Another big claim is that the WTC was taken down via controlled demolition. Cool, that’s a positive claim. Now prove it. What, you can’t?  There are zero witnesses (reliable or otherwise) that saw explosives in the WTC prior to the attack?  Huh. Looks like you’ve got a problem, because the burden of proof is on you to prove that’s what happened, not on me to prove it didn’t.

Here, have some links: 

Debunking the 9/11 Myths: Special Report, from Popular Mechanics

Professor Steven Dutch has three good articles on the subject: Nutty 9/11 PhysicsReally Nutty 9/11 PhysicsVaporizing the World Trade Center.

National Institute of Standards and Technology (NIST) Federal Building and Fire Safety Investigation of the World Trade Center Disaster. These guys actually know what they’re talking about.

Politicians Behaving Badly

The vast majority of politicians are opportunistic bottom-feeders. That’s the nature of the beast.  If they aren’t, they don’t stay in politics for very long or they find some other way to maintain their positions. So why are conspiracy theorists surprised when they act like opportunistic assholes?  

Yes, Bush used 9/11 as an excuse to invade Iraq despite there being no real connection between Iraq and Al’Qaeda. Yes, Obama used the Deepwater Horizon incident as an excuse to push for alternative energy. Yes, FDR used Pearl Harbor as an excuse to get into the war.

Does that mean they caused 9/11, the Deepwater Horizon incident, or the attack on Pearl Harbor? Conspiracy theorists say so. Their evidence?  “It was ‘too convenient’ that X happened, allowing them to do Y.” Fine. I’m all for that evidence on one condition: next time a conspiracy theorist inherits anything of significant value, we try them for the murder of whoever they inherited from, and we use the conspiracy theorists’ own evidenciary standards in that trial. After all, it was awfully convenient that their rich uncle died, thereby allowing the conspiracy theorist to inherit a pile of money and a boat. And they’ve already established the precedent that when something bad happens, it’s up to the accused to prove to the satisfaction of incompetent, ignorant, imbecilic accusers they didn’t do it (and have the accusers reject any inconvenient evidence to the contrary as being part of the conspiracy), rather than actually have trained professionals look at the evidence and reach a decision based on that.

Which conspiracy theorist wants to put his money where his mouth is first?

Birthers and the Secret Muslim Brigade

There’s a significant vocal minority out there that wants Obama out of office on the grounds that he isn’t a Real American. If you don’t know what I’m talking about, click here.
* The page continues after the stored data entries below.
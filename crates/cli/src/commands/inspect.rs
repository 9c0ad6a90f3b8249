//! Offline pipeline inspection of a captured page

use std::path::PathBuf;

use clap::Args;
use colored::Colorize;
use serde::Serialize;
use transcheck_common::config::CONFIG_FILE_NAME;
use transcheck_common::verify::PipelineStages;
use transcheck_common::{
    ComparisonMode, Config, FailureReason, SettleBudget, SnapshotSurface, SurfaceSnapshot,
    Verifier,
};

use crate::output::{self, Field, OutputFormat};
use crate::Outcome;

#[derive(Args, Debug)]
pub struct InspectArgs {
    /// Captured page as JSON (`{"controls": [...], "regions": [...]}`)
    #[arg(long)]
    pub snapshot: PathBuf,

    /// Golden value to judge against
    #[arg(long)]
    pub expected: Option<String>,

    /// Phrase that was typed, echoed in the output
    #[arg(long, default_value = "")]
    pub input: String,

    /// Configuration file, for the script range and comparison mode
    #[arg(long, default_value = CONFIG_FILE_NAME)]
    pub config: PathBuf,

    /// Comparison mode override
    #[arg(long)]
    pub comparison: Option<ComparisonMode>,
}

#[derive(Debug, Serialize)]
#[serde(rename_all = "camelCase")]
struct Inspection {
    script: String,
    #[serde(skip_serializing_if = "String::is_empty")]
    input: String,
    stages: PipelineStages,
    #[serde(skip_serializing_if = "Option::is_none")]
    expected: Option<String>,
    #[serde(skip_serializing_if = "Option::is_none")]
    passed: Option<bool>,
    #[serde(skip_serializing_if = "Option::is_none")]
    reason: Option<FailureReason>,
}

async fn inspect(args: &InspectArgs) -> anyhow::Result<Inspection> {
    let config = Config::load(&args.config)?;
    let mode = args.comparison.unwrap_or(config.run.comparison);
    let verifier = Verifier::new(config.script_range(), SettleBudget::immediate(), mode);

    let surface = SnapshotSurface::new(SurfaceSnapshot::from_file(&args.snapshot)?);
    let stages = verifier.stages(&surface).await;

    let judged = args
        .expected
        .as_deref()
        .map(|expected| verifier.judge(expected, &stages.isolated));

    Ok(Inspection {
        passed: judged.as_ref().map(|r| r.is_ok()),
        reason: judged.and_then(|r| r.err()),
        expected: args.expected.clone(),
        input: args.input.clone(),
        script: config.script.label(),
        stages,
    })
}

pub async fn execute(args: InspectArgs, format: OutputFormat) -> anyhow::Result<Outcome> {
    let inspection = inspect(&args).await?;

    if matches!(format, OutputFormat::Json | OutputFormat::Yaml) {
        output::print_serialized(&inspection, format);
    } else {
        let mut fields = vec![Field::new("script", &inspection.script)];
        if !inspection.input.is_empty() {
            fields.push(Field::new("input", format!("{:?}", inspection.input)));
        }
        fields.extend(output::stage_fields(&inspection.stages));
        if let Some(expected) = &inspection.expected {
            fields.push(Field::new("expected", format!("{:?}", expected)));
        }
        output::print_list(&fields, format);

        match (inspection.passed, inspection.reason) {
            (Some(true), _) => println!("{}", "✓ PASS".green().bold()),
            (Some(false), reason) => println!(
                "{} {}",
                "✗ FAIL".red().bold(),
                reason.map(|r| r.to_string()).unwrap_or_default()
            ),
            (None, _) => {}
        }
    }

    Ok(Outcome::from_passed(inspection.passed.unwrap_or(true)))
}

#[cfg(test)]
mod tests {
    use super::*;
    use tempfile::TempDir;
    use transcheck_common::CandidateSource;

    fn args(dir: &TempDir, snapshot: &str, expected: Option<&str>) -> InspectArgs {
        let path = dir.path().join("page.json");
        std::fs::write(&path, snapshot).unwrap();
        InspectArgs {
            snapshot: path,
            expected: expected.map(String::from),
            input: String::new(),
            config: dir.path().join(CONFIG_FILE_NAME),
            comparison: None,
        }
    }

    #[tokio::test]
    async fn test_inspect_region_fallback_passes() {
        let dir = TempDir::new().unwrap();
        let args = args(
            &dir,
            r#"{"controls": ["mama yanavaa"], "regions": ["Sinhala\nමම යනවා\nClear"]}"#,
            Some("මම යනවා"),
        );

        let inspection = inspect(&args).await.unwrap();
        assert_eq!(inspection.stages.source, CandidateSource::Region);
        assert_eq!(inspection.stages.isolated, "මම යනවා");
        assert_eq!(inspection.passed, Some(true));
        assert_eq!(inspection.reason, None);
    }

    #[tokio::test]
    async fn test_inspect_reports_reason() {
        let dir = TempDir::new().unwrap();
        let args = args(&dir, r#"{"controls": ["hello", "hello"]}"#, Some("හෙලෝ"));

        let inspection = inspect(&args).await.unwrap();
        assert_eq!(inspection.passed, Some(false));
        assert_eq!(inspection.reason, Some(FailureReason::NoTargetScript));
    }

    #[tokio::test]
    async fn test_inspect_without_expected_only_shows_stages() {
        let dir = TempDir::new().unwrap();
        let args = args(&dir, r#"{"controls": ["a", "Clear අපි"]}"#, None);

        let inspection = inspect(&args).await.unwrap();
        assert_eq!(inspection.stages.stripped, "අපි");
        assert_eq!(inspection.passed, None);
    }

    #[tokio::test]
    async fn test_inspect_names_configured_script() {
        let dir = TempDir::new().unwrap();
        let args = args(&dir, r#"{"controls": ["a", "அம்மா"]}"#, Some("அம்மா"));
        std::fs::write(
            &args.config,
            "[script]\nname = \"Tamil\"\nfirst = 0x0B80\nlast = 0x0BFF\n",
        )
        .unwrap();

        let inspection = inspect(&args).await.unwrap();
        assert_eq!(inspection.script, "Tamil (U+0B80..U+0BFF)");
        assert_eq!(inspection.passed, Some(true));
    }
}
They’re morons, and this has already been beaten to death by pretty much anyone who doesn’t live in a cave, so I’ll leave it there.

Then we have the idiots who believe he’s a Secret Muslim, and is setting up America to be taken over by the Muslims. The evidence basically consists of his dad being a lapsed Muslim, him going to a Muslim school as a kid (like pretty much every kid in that country did), and “OMG HIS MIDDLE NAME IS HUSSEIN!11!!” Seriously, that’s all you have? My middle and high schools were overpoweringly Catholic. Every Wednesday, half my class disappeared for several hours to do Bible study. We had prayer meetings for the team before sporting events. Yet somehow I’m not a Catholic. I’ve also known plenty of people who went to religious schools and didn’t follow their beliefs.

But that’s some pretty slim evidence. How about this then? The guy digs swineflesh. That stuff is called Musubi, and it’s delicious. If you’ve never tried it, you should. What Musubi is, basically, is Hawaiian sushi. It’s Spam rolled up in nori with some sliced scrambled eggs and rice. Last time I checked, Spam is made from pork. It’s also (see link above) something Obama eats.

Why would a Muslim enjoy this stuff?